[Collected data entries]

----------

//! In-memory stand-in for the parcel ledger endpoint, plus helpers to boot a
//! gateway instance against it on an ephemeral port.
//!
//! The mock speaks the same JSON-RPC surface as a real ledger node:
//! `contract_call`, `contract_submit` (signature-checked) and
//! `tx_getReceipt`, with receipt inclusion delayed by a configurable number
//! of polls so tests can observe the confirmation wait.

use std::collections::HashMap;
use std::sync::{Arc, Mutex};
use std::time::Duration;

use axum::extract::State;
use axum::routing::post;
use axum::{Json, Router};
use secp256k1::{ecdsa, Keypair, Message, PublicKey, Secp256k1, SecretKey};
use serde::{Deserialize, Serialize};
use serde_json::{json, Value};
use sha2::{Digest, Sha256};

use parcel_gateway::api::{router, AppState};
use parcel_gateway::config::Config;
use parcel_gateway::ledger::LedgerClient;

pub const TEST_CONTRACT: &str = "0xparcel";

/// Timestamps of generated history entries start here and advance by ten
/// seconds per status change.
pub const BASE_TIMESTAMP: u64 = 1_700_000_000;

const ERR_REVERT: i32 = -32000;
const ERR_NOT_FOUND: i32 = -32001;
const ERR_INVALID_PARAMS: i32 = -32602;

type RpcResult = Result<Value, (i32, String)>;

#[derive(Deserialize)]
struct RpcRequest {
    #[allow(dead_code)]
    jsonrpc: String,
    id: Option<Value>,
    method: String,
    params: Option<Value>,
}

#[derive(Serialize)]
struct RpcResponse {
    jsonrpc: &'static str,
    id: Option<Value>,
    #[serde(skip_serializing_if = "Option::is_none")]
    result: Option<Value>,
    #[serde(skip_serializing_if = "Option::is_none")]
    error: Option<RpcError>,
}

#[derive(Serialize)]
struct RpcError {
    code: i32,
    message: String,
}

impl RpcResponse {
    fn success(id: Option<Value>, result: Value) -> Self {
        Self { jsonrpc: "2.0", id, result: Some(result), error: None }
    }

    fn failure(id: Option<Value>, code: i32, message: String) -> Self {
        Self { jsonrpc: "2.0", id, result: None, error: Some(RpcError { code, message }) }
    }
}

#[derive(Debug, Clone, Serialize)]
#[serde(rename_all = "camelCase")]
pub struct MockParcel {
    pub id: u64,
    pub price: u64,
    pub state: u8,
    pub city: String,
    pub client_full_name: String,
    pub client_phone_number: String,
}

#[derive(Debug, Clone, Serialize)]
pub struct MockHistoryItem {
    pub status: u8,
    pub timestamp: u64,
}

#[derive(Default)]
struct LedgerInner {
    parcels: Vec<MockParcel>,
    histories: HashMap<u64, Vec<MockHistoryItem>>,
    /// tx id -> receipt polls answered with `null` before inclusion.
    pending: HashMap<String, u64>,
    ticks: u64,
    next_block: u64,
    receipt_polls: u64,
    submissions: u64,
}

#[derive(Clone)]
pub struct MockLedger {
    inner: Arc<Mutex<LedgerInner>>,
    contract: String,
    confirm_after_polls: u64,
}

impl MockLedger {
    pub fn new(confirm_after_polls: u64) -> Self {
        Self::with_contract(TEST_CONTRACT, confirm_after_polls)
    }

    pub fn with_contract(contract: &str, confirm_after_polls: u64) -> Self {
        Self {
            inner: Arc::new(Mutex::new(LedgerInner::default())),
            contract: contract.to_string(),
            confirm_after_polls,
        }
    }

    /// Insert a parcel directly into ledger state, bypassing submission.
    pub fn seed_parcel(&self, price: u64, state: u8, city: &str, full_name: &str, phone: &str) -> u64 {
        let mut inner = self.lock();
        let id = inner.parcels.len() as u64 + 1;
        let timestamp = BASE_TIMESTAMP + 10 * inner.ticks;
        inner.ticks += 1;
        inner.parcels.push(MockParcel {
            id,
            price,
            state,
            city: city.to_string(),
            client_full_name: full_name.to_string(),
            client_phone_number: phone.to_string(),
        });
        inner.histories.insert(id, vec![MockHistoryItem { status: state, timestamp }]);
        id
    }

    /// Apply a status change, appending one history entry.
    pub fn advance_status(&self, id: u64, status: u8) {
        let mut inner = self.lock();
        let timestamp = BASE_TIMESTAMP + 10 * inner.ticks;
        inner.ticks += 1;
        if let Some(parcel) = inner.parcels.iter_mut().find(|p| p.id == id) {
            parcel.state = status;
        }
        inner.histories.entry(id).or_default().push(MockHistoryItem { status, timestamp });
    }

    pub fn parcels(&self) -> Vec<MockParcel> {
        self.lock().parcels.clone()
    }

    pub fn receipt_polls(&self) -> u64 {
        self.lock().receipt_polls
    }

    pub fn submissions(&self) -> u64 {
        self.lock().submissions
    }

    fn lock(&self) -> std::sync::MutexGuard<'_, LedgerInner> {
        self.inner.lock().expect("ledger state poisoned")
    }

    fn contract_call(&self, params: &Value) -> RpcResult {
        let contract = params["contract"].as_str().unwrap_or_default();
        if contract != self.contract {
            return Err((ERR_REVERT, format!("unknown contract {contract}")));
        }
        let args = &params["params"];
        match params["method"].as_str().unwrap_or_default() {
            "getParcels" => Ok(json_value(&self.lock().parcels)),
            "getParcel" => {
                let id = parse_id(args)?;
                let inner = self.lock();
                inner
                    .parcels
                    .iter()
                    .find(|p| p.id == id)
                    .map(json_value)
                    .ok_or_else(|| (ERR_NOT_FOUND, format!("parcel {id} does not exist")))
            }
            "getParcelHistory" => {
                let id = parse_id(args)?;
                let inner = self.lock();
                inner
                    .histories
                    .get(&id)
                    .map(json_value)
                    .ok_or_else(|| (ERR_NOT_FOUND, format!("parcel {id} does not exist")))
            }
            other => Err((ERR_REVERT, format!("unknown contract method {other}"))),
        }
    }

    fn contract_submit(&self, params: &Value) -> RpcResult {
        let payload = &params["payload"];
        verify_signature(payload, params)?;
        if payload["contract"].as_str().unwrap_or_default() != self.contract {
            return Err((
                ERR_REVERT,
                format!("unknown contract {}", payload["contract"].as_str().unwrap_or_default()),
            ));
        }
        if payload["method"].as_str().unwrap_or_default() != "createParcel" {
            return Err((ERR_REVERT, "unknown contract method".to_string()));
        }

        let args = &payload["params"];
        let price = args[0].as_u64().ok_or_else(|| invalid("price"))?;
        let state = u8::try_from(args[1].as_u64().ok_or_else(|| invalid("state"))?)
            .map_err(|_| invalid("state"))?;
        let city = args[2].as_str().ok_or_else(|| invalid("city"))?.to_string();
        let client_full_name = args[3].as_str().ok_or_else(|| invalid("clientFullName"))?.to_string();
        let client_phone_number =
            args[4].as_str().ok_or_else(|| invalid("clientPhoneNumber"))?.to_string();

        let mut inner = self.lock();
        inner.submissions += 1;
        let id = inner.parcels.len() as u64 + 1;
        let timestamp = BASE_TIMESTAMP + 10 * inner.ticks;
        inner.ticks += 1;
        inner.parcels.push(MockParcel {
            id,
            price,
            state,
            city,
            client_full_name,
            client_phone_number,
        });
        inner.histories.insert(id, vec![MockHistoryItem { status: state, timestamp }]);

        let tx_id = format!("tx{id:04}");
        inner.pending.insert(tx_id.clone(), self.confirm_after_polls);
        Ok(Value::String(tx_id))
    }

    fn receipt(&self, params: &Value) -> RpcResult {
        let tx_id = params[0].as_str().ok_or_else(|| invalid("tx id"))?;
        let mut inner = self.lock();
        inner.receipt_polls += 1;
        match inner.pending.get_mut(tx_id) {
            None => Err((ERR_REVERT, format!("unknown transaction {tx_id}"))),
            Some(polls_left) if *polls_left > 0 => {
                *polls_left -= 1;
                Ok(Value::Null)
            }
            Some(_) => {
                inner.next_block += 1;
                let block = inner.next_block;
                Ok(json!({
                    "transactionId": tx_id,
                    "blockHash": format!("block{block:04}"),
                    "blockNumber": block,
                    "status": 1,
                }))
            }
        }
    }
}

fn json_value<T: Serialize>(value: T) -> Value {
    serde_json::to_value(value).expect("serialize mock ledger data")
}

fn invalid(what: &str) -> (i32, String) {
    (ERR_INVALID_PARAMS, format!("invalid {what}"))
}

fn parse_id(args: &Value) -> Result<u64, (i32, String)> {
    let raw = args[0].as_str().ok_or_else(|| invalid("parcel id"))?;
    raw.parse().map_err(|_| (ERR_INVALID_PARAMS, format!("invalid parcel id {raw:?}")))
}

/// Recompute the canonical payload digest and check the compact ECDSA
/// signature against the submitter's public key, exactly as a ledger node
/// would before accepting the transaction.
fn verify_signature(payload: &Value, params: &Value) -> Result<(), (i32, String)> {
    let from = params["from"].as_str().ok_or_else(|| invalid("from"))?;
    let signature_hex = params["signature"].as_str().ok_or_else(|| invalid("signature"))?;

    let pubkey_bytes = hex::decode(from).map_err(|_| invalid("from"))?;
    let pubkey = PublicKey::from_slice(&pubkey_bytes).map_err(|_| invalid("from"))?;
    let signature_bytes = hex::decode(signature_hex).map_err(|_| invalid("signature"))?;
    let signature =
        ecdsa::Signature::from_compact(&signature_bytes).map_err(|_| invalid("signature"))?;

    let canonical = serde_json::to_vec(payload).expect("serialize submitted payload");
    let digest: [u8; 32] = Sha256::digest(&canonical).into();
    Secp256k1::verification_only()
        .verify_ecdsa(&Message::from_digest(digest), &signature, &pubkey)
        .map_err(|_| (ERR_REVERT, "invalid transaction signature".to_string()))
}

async fn handle(State(ledger): State<MockLedger>, Json(req): Json<RpcRequest>) -> Json<RpcResponse> {
    let id = req.id.clone();
    let params = req.params.unwrap_or(Value::Null);
    let outcome = match req.method.as_str() {
        "contract_call" => ledger.contract_call(&params),
        "contract_submit" => ledger.contract_submit(&params),
        "tx_getReceipt" => ledger.receipt(&params),
        other => Err((ERR_INVALID_PARAMS, format!("unknown method {other}"))),
    };
    Json(match outcome {
        Ok(result) => RpcResponse::success(id, result),
        Err((code, message)) => RpcResponse::failure(id, code, message),
    })
}

/// Serve the mock ledger on an ephemeral port; returns its endpoint URL.
pub async fn serve_ledger(ledger: MockLedger) -> String {
    let app = Router::new().route("/", post(handle)).with_state(ledger);
    let listener = tokio::net::TcpListener::bind("127.0.0.1:0").await.unwrap();
    let addr = listener.local_addr().unwrap();
    tokio::spawn(async move { axum::serve(listener, app).await.unwrap() });
    format!("http://{addr}/")
}

pub fn test_config(api_url: &str) -> Config {
    let secp = Secp256k1::new();
    let secret = SecretKey::from_slice(&[0x42; 32]).expect("test secret key");
    Config {
        contract_address: TEST_CONTRACT.to_string(),
        signing_key: Keypair::from_secret_key(&secp, &secret),
        api_url: api_url.to_string(),
    }
}

/// Boot a gateway against the given ledger endpoint; returns its base URL.
pub async fn spawn_gateway(api_url: &str) -> String {
    spawn_gateway_with_timeout(api_url, Duration::from_secs(30)).await
}

pub async fn spawn_gateway_with_timeout(api_url: &str, confirmation_timeout: Duration) -> String {
    let client = LedgerClient::new(&test_config(api_url))
        .unwrap()
        .with_confirmation_timeout(confirmation_timeout);
    let app = router(AppState { ledger: Arc::new(client) });
    let listener = tokio::net::TcpListener::bind("127.0.0.1:0").await.unwrap();
    let addr = listener.local_addr().unwrap();
    tokio::spawn(async move { axum::serve(listener, app).await.unwrap() });
    format!("http://{addr}")
}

----------

— Task —
How many of the lines above contain the word "endpoint"? Give the number alone.

— Solved problem —
3